Thursday, November 22, 2018

Should there be criminal responsibility for medical errors?

First, we must define how legal scholars define medical error, medical malpractice,
negligent treatment, medical mistake, doctor's error, doctor's fault or doctor's
mistake. All of these phrases are used more or less synonymously. However, it is
more appropriate to speak of medical error, medical mistake or medical malpractice,
since the latter terms are not limited to doctors but also include negligent treatment
rendered by other medical professionals (anaesthetists, medical nurses and other
health professionals that treat or help treating the patients). Doctors and hospitals
are expected to provide medical treatment employing all of the knowledge and skill
at their disposal. Doctors owe certain duties to their patients and a breach of these
duties triggers a cause of action for negligence against the doctor (Pandit & Pandit,
2009).




In the IOM report “To Err Is Human: Building a Safer Health System”, clinical error
was defined as failure of a planned action to be completed as intended or the use of
a wrong plan to achieve an aim (Kohn, Corrigan & Donaldson, 2000).
Legal definitions of medical error began in 1869 when medical expert Rudolf
Virchow defined medical error as an error that occurs in a deviation from the
generally accepted rules of medical profession because of insufficient care (Matz,
1869, in: Kaufman, 1989).
Today, medical malpractice is defined as an act or omission by a physician or
medical expert during treatment of a patient that deviates from accepted norms of
practice in the medical community and causes injury to the patient (Sonny Bal,
2009). Grunsven (1997) argues that only an extreme deviation from generally
accepted standards of practice should constitute gross negligent medical care.
It is undeniable that in criminal law, the first element that must be considered when
determining whether a doctor’s negligence or medical error constitutes a chargeable
offence is to determine whether there was a breach of the medical profession’s
standards (Korošec, 2016). 

Medical duty of care

The relationship between a doctor and a patient is a special one. Most anaesthetists work in a hospital environment and do not usually have patients directly admitted under their care. When a patient is admitted to hospital, a duty of care relationship is created, which can be applied to any doctor coming into contact with the patient not just the admitting team. Hence, it has been argued by medical law academics that any patient we come across in our professional environment is owed a duty of care, not only by the doctors the patient comes into contact with, but also by those who are employed by the Trust to deliver patient care. For example, a patient who has a cardiac arrest on a hospital corridor is owed a duty of care by any doctor who happens to be passing, and provision of assistance in such circumstances would probably be expected and would not be classed as a ‘good Samaritan’ act, however this academic view has not currently been tested in a British court environment to our knowledge.

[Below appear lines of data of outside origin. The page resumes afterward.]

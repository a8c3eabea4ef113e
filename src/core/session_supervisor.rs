//! 会话监管：单会话串行、忙碌拒绝、中断管理
//!
//! 每个会话同一时刻只允许一个 Agent::step；进行中的一轮持有 TurnGuard，
//! 期间再次进入返回 AgentError::Busy。cancel() 取消当前轮（挂起的工具调用随之放弃）。

use std::sync::atomic::{AtomicBool, Ordering};
use std::sync::{Arc, Mutex};

use tokio_util::sync::CancellationToken;

use crate::core::AgentError;

/// 会话级生命周期管理：忙碌标记与当前轮的取消令牌
#[derive(Debug)]
pub struct SessionSupervisor {
    session_id: String,
    busy: Arc<AtomicBool>,
    /// 当前轮的取消令牌；空闲时为 None
    current: Arc<Mutex<Option<CancellationToken>>>,
}

impl SessionSupervisor {
    pub fn new(session_id: impl Into<String>) -> Self {
        Self {
            session_id: session_id.into(),
            busy: Arc::new(AtomicBool::new(false)),
            current: Arc::new(Mutex::new(None)),
        }
    }

    /// 开始一轮；会话忙碌时立即返回 Busy，不排队
    pub fn try_begin_turn(&self) -> Result<TurnGuard, AgentError> {
        if self
            .busy
            .compare_exchange(false, true, Ordering::AcqRel, Ordering::Acquire)
            .is_err()
        {
            return Err(AgentError::Busy(self.session_id.clone()));
        }
        let token = CancellationToken::new();
        if let Ok(mut slot) = self.current.lock() {
            *slot = Some(token.clone());
        }
        Ok(TurnGuard {
            busy: Arc::clone(&self.busy),
            current: Arc::clone(&self.current),
            token,
        })
    }

    pub fn is_busy(&self) -> bool {
        self.busy.load(Ordering::Acquire)
    }

    /// 取消当前轮（如客户端断开）；空闲时无效果
    pub fn cancel(&self) -> bool {
        match self.current.lock() {
            Ok(slot) => match slot.as_ref() {
                Some(token) => {
                    token.cancel();
                    true
                }
                None => false,
            },
            Err(_) => false,
        }
    }
}

/// 一轮进行中的凭证；Drop 时释放忙碌标记
#[derive(Debug)]
pub struct TurnGuard {
    busy: Arc<AtomicBool>,
    current: Arc<Mutex<Option<CancellationToken>>>,
    token: CancellationToken,
}

impl TurnGuard {
    pub fn cancel_token(&self) -> CancellationToken {
        self.token.clone()
    }
}

impl Drop for TurnGuard {
    fn drop(&mut self) {
        if let Ok(mut slot) = self.current.lock() {
            *slot = None;
        }
        self.busy.store(false, Ordering::Release);
    }
}

#[cfg(test)]
mod tests {
    use super::*;

    #[test]
    fn test_second_turn_is_rejected_while_busy() {
        let supervisor = SessionSupervisor::new("session_a");
        let guard = supervisor.try_begin_turn().unwrap();
        assert!(supervisor.is_busy());
        assert!(matches!(
            supervisor.try_begin_turn(),
            Err(AgentError::Busy(id)) if id == "session_a"
        ));
        drop(guard);
        assert!(!supervisor.is_busy());
        assert!(supervisor.try_begin_turn().is_ok());
    }

    #[test]
    fn test_cancel_reaches_current_turn_only() {
        let supervisor = SessionSupervisor::new("session_a");
        assert!(!supervisor.cancel());

        let guard = supervisor.try_begin_turn().unwrap();
        let token = guard.cancel_token();
        assert!(supervisor.cancel());
        assert!(token.is_cancelled());
        drop(guard);

        let next = supervisor.try_begin_turn().unwrap();
        assert!(!next.cancel_token().is_cancelled());
    }
}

Who’s at fault here? And if it’s more than one individual, how much of the “blame” should each be accountable (and perhaps punishable) for? We now enter the next great difficulty in trying to use a punitive model to address medical errors: the complexity of how errors occur in medicine means that true analysis of them require honest self-reflection and reporting. In other words, the culture of how we view and approach medical errors must first shift away from the traditional shame-based paradigm.

Harm and causation


Establishing causation can be difficult, as it must be demonstrated that ‘but for’ the doctor's action/inaction harm would not have occurred. Anaesthetists rarely work alone and it can sometimes be difficult to establish where the harm occurred in relation to an episode of medical care (e.g. paralysis after aortic aneurysm repair may be caused by the surgery or the provision of epidural analgesia). Unsurprisingly, claims for medical negligence most frequently fail due to an inability to establish causation as there are often a variety of possible explanations for the outcome. However, if it can be shown that the breach materially contributed to the damage or it is more likely that the damage was due to negligence than another cause that is usually sufficient.


Sometimes, in the absence of any other reasonable explanation for a phenomenon, the principle of ‘res ipsa loquitur’ (literally ‘the thing speaks for itself’) applies (e.g. the finding of a retained swab in the abdomen at laparotomy can only be assumed to be due to its negligent loss during a previous laparotomy). Such a situation would apply to procedures performed on the wrong limb/side (e.g. brachial plexus block and if damage occurs from that, then causation is assumed to be established unless the defendant can show that there is another reasonable explanation).

Conclusion
Medical negligence is a three-part test whereby a duty of professional care is owed to a patient and as a consequence of a breach of that duty, the patient suffers harm. All parts of the test must be satisfied.

Civil considerations of negligence require doctors to act to an appropriate standard usually but not exclusively judged by the standard of their peers, whereas for criminal negligence the standard of practice has to result in serious harm from actions that could be considered to be incompetent or grossly negligent. Due to the greater availability of practice guidelines to guide the courts, doctors should always consider the implications and justification for deviations from accepted practices should the patient suffer harm, and doctors in training should be aware that they are expected to seek advice and assistance where they lack experience in order to preserve public safety. Adequacy of note keeping to help defend any claims is vital.